MATERIAL SHOWN section start
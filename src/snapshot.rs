//! CSV snapshots of a localization table.
//!
//! A snapshot is a plain CSV file with a `key,<lang1>,<lang2>,...` header
//! and one row per key, RFC-4180 quoted, so values containing commas, quotes,
//! or newlines survive a round trip intact. Export order is lexicographic by
//! key, which keeps the output deterministic and diff-friendly regardless of
//! how the table was built.

use std::{
    fs::File,
    io::{BufWriter, Read, Write},
    path::{Path, PathBuf},
};

use log::warn;
use serde::{Deserialize, Serialize};

use crate::{error::Error, table::LocalizationTable};

/// A parsed snapshot, not yet merged into a table.
///
/// Rows keep their input order so that a later duplicate (key, language)
/// pair wins during the merge.
#[derive(Debug, Clone, Default, PartialEq, Eq, Deserialize, Serialize)]
pub struct ImportBatch {
    /// Language codes from the header row, in column order.
    pub languages: Vec<String>,

    /// Data rows in input order.
    pub rows: Vec<ImportRow>,

    /// Rows dropped while parsing for having no key.
    #[serde(default)]
    pub skipped_rows: usize,
}

/// One data row of a snapshot.
#[derive(Debug, Clone, Default, PartialEq, Eq, Deserialize, Serialize)]
pub struct ImportRow {
    pub key: String,

    /// Values positionally aligned with [`ImportBatch::languages`]. A short
    /// row simply carries fewer values; the missing cells are untouched on
    /// merge.
    pub values: Vec<String>,
}

/// Options controlling how a batch merges into a table.
#[derive(Debug, Clone, Copy, Default, PartialEq, Eq)]
pub struct ImportOptions {
    /// Register languages from the snapshot header that the table does not
    /// know yet. When `false` (the default), an unknown language fails the
    /// whole merge before any mutation.
    pub allow_new_languages: bool,
}

/// Counters describing what a merge did.
#[derive(Debug, Clone, Default, PartialEq, Eq, Serialize, Deserialize)]
pub struct MergeReport {
    /// (key, language) cells written.
    pub updated: usize,

    /// Keys created because the snapshot had them and the table did not.
    pub added_keys: usize,

    /// Languages registered because of `allow_new_languages`.
    pub added_languages: usize,

    /// Rows skipped for having no key, both while parsing the batch and
    /// during the merge itself.
    pub skipped_rows: usize,
}

/// Serializes the given group of `table` as CSV into `writer`.
///
/// Fails with [`Error::EmptyExport`] when the group has no keys, and
/// [`Error::UnknownGroup`] when the group does not exist.
pub fn write_snapshot<W: Write>(
    table: &LocalizationTable,
    group_name: &str,
    writer: W,
) -> Result<(), Error> {
    let group = table
        .group(group_name)
        .ok_or_else(|| Error::UnknownGroup(group_name.to_string()))?;
    if group.is_empty() {
        return Err(Error::EmptyExport);
    }

    let mut csv_writer = csv::WriterBuilder::new().from_writer(writer);

    let mut header = vec!["key"];
    header.extend(table.languages().iter().map(String::as_str));
    csv_writer.write_record(&header)?;

    let mut keys: Vec<&String> = group.keys().iter().collect();
    keys.sort();

    for key in keys {
        let mut record = vec![key.as_str()];
        for language in table.languages() {
            let value = group
                .entry(language, key)
                .map(|entry| entry.value.as_str())
                .unwrap_or_default();
            record.push(value);
        }
        csv_writer.write_record(&record)?;
    }

    csv_writer.flush()?;
    Ok(())
}

/// Writes the snapshot of a group to `<title>.csv` inside `out_dir` and
/// returns the full output path.
pub fn export_snapshot<P: AsRef<Path>>(
    table: &LocalizationTable,
    group_name: &str,
    title: &str,
    out_dir: P,
) -> Result<PathBuf, Error> {
    let path = out_dir.as_ref().join(format!("{}.csv", title));
    let writer = BufWriter::new(File::create(&path)?);
    write_snapshot(table, group_name, writer)?;
    Ok(path)
}

/// Parses CSV text into an [`ImportBatch`].
///
/// The header's leading `key` column token is dropped, as are empty trailing
/// header fields. Rows without a key are skipped with a warning and counted
/// in [`ImportBatch::skipped_rows`]; extra row fields beyond the header's
/// languages are ignored. Only a structural CSV or I/O failure is an error.
pub fn read_snapshot<R: Read>(reader: R) -> Result<ImportBatch, Error> {
    let mut csv_reader = csv::ReaderBuilder::new()
        .has_headers(false)
        .flexible(true)
        .from_reader(reader);

    let mut records = csv_reader.records();

    let languages: Vec<String> = match records.next() {
        Some(header) => {
            let header = header?;
            header
                .iter()
                .skip_while(|field| field.trim() == "key")
                .map(|field| field.trim().to_string())
                .filter(|field| !field.is_empty())
                .collect()
        }
        None => Vec::new(),
    };

    let mut rows = Vec::new();
    let mut skipped_rows = 0;
    for record in records {
        let record = record?;
        let key = record.get(0).unwrap_or_default().trim().to_string();
        if key.is_empty() || record.len() < 2 {
            warn!("skipping snapshot row without a key and values");
            skipped_rows += 1;
            continue;
        }

        let values = (0..languages.len())
            .map_while(|i| record.get(i + 1))
            .map(|field| field.to_string())
            .collect();

        rows.push(ImportRow { key, values });
    }

    Ok(ImportBatch {
        languages,
        rows,
        skipped_rows,
    })
}

/// Reads an [`ImportBatch`] from a CSV file.
pub fn read_snapshot_from<P: AsRef<Path>>(path: P) -> Result<ImportBatch, Error> {
    read_snapshot(File::open(path)?)
}

/// Merges a batch into the active group of `table`.
///
/// Rows apply in input order, so a later duplicate (key, language) pair wins.
/// Existing values are overwritten without conflict detection; keys unknown
/// to the table are created first. Snapshot languages the table does not
/// know fail the merge up front unless
/// [`ImportOptions::allow_new_languages`] is set.
pub fn merge_snapshot(
    table: &mut LocalizationTable,
    batch: &ImportBatch,
    options: ImportOptions,
) -> Result<MergeReport, Error> {
    let mut report = MergeReport {
        skipped_rows: batch.skipped_rows,
        ..MergeReport::default()
    };

    let unknown: Vec<&String> = batch
        .languages
        .iter()
        .filter(|language| !table.has_language(language))
        .collect();
    if !unknown.is_empty() {
        if !options.allow_new_languages {
            return Err(Error::UnknownLanguage(
                unknown
                    .iter()
                    .map(|s| s.as_str())
                    .collect::<Vec<_>>()
                    .join(", "),
            ));
        }
        for language in unknown {
            table.add_language(language);
            report.added_languages += 1;
        }
    }

    for row in &batch.rows {
        if row.key.is_empty() {
            report.skipped_rows += 1;
            continue;
        }
        match table.add_key(&row.key, None) {
            Ok(()) => report.added_keys += 1,
            Err(Error::DuplicateKey(_)) => {}
            Err(err) => return Err(err),
        }
        for (language, value) in batch.languages.iter().zip(&row.values) {
            table.update_value(language, &row.key, value, None)?;
            report.updated += 1;
        }
    }

    Ok(report)
}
MATERIAL SHOWN section end
DIRECTIONS FOR THIS TASK: Nothing but the lines from the one containing "for language in unknown" through the last line of the data above should be given again, each exactly as it stands.

EXPECTED ANSWER:
        for language in unknown {
            table.add_language(language);
            report.added_languages += 1;
        }
    }

    for row in &batch.rows {
        if row.key.is_empty() {
            report.skipped_rows += 1;
            continue;
        }
        match table.add_key(&row.key, None) {
            Ok(()) => report.added_keys += 1,
            Err(Error::DuplicateKey(_)) => {}
            Err(err) => return Err(err),
        }
        for (language, value) in batch.languages.iter().zip(&row.values) {
            table.update_value(language, &row.key, value, None)?;
            report.updated += 1;
        }
    }

    Ok(report)
}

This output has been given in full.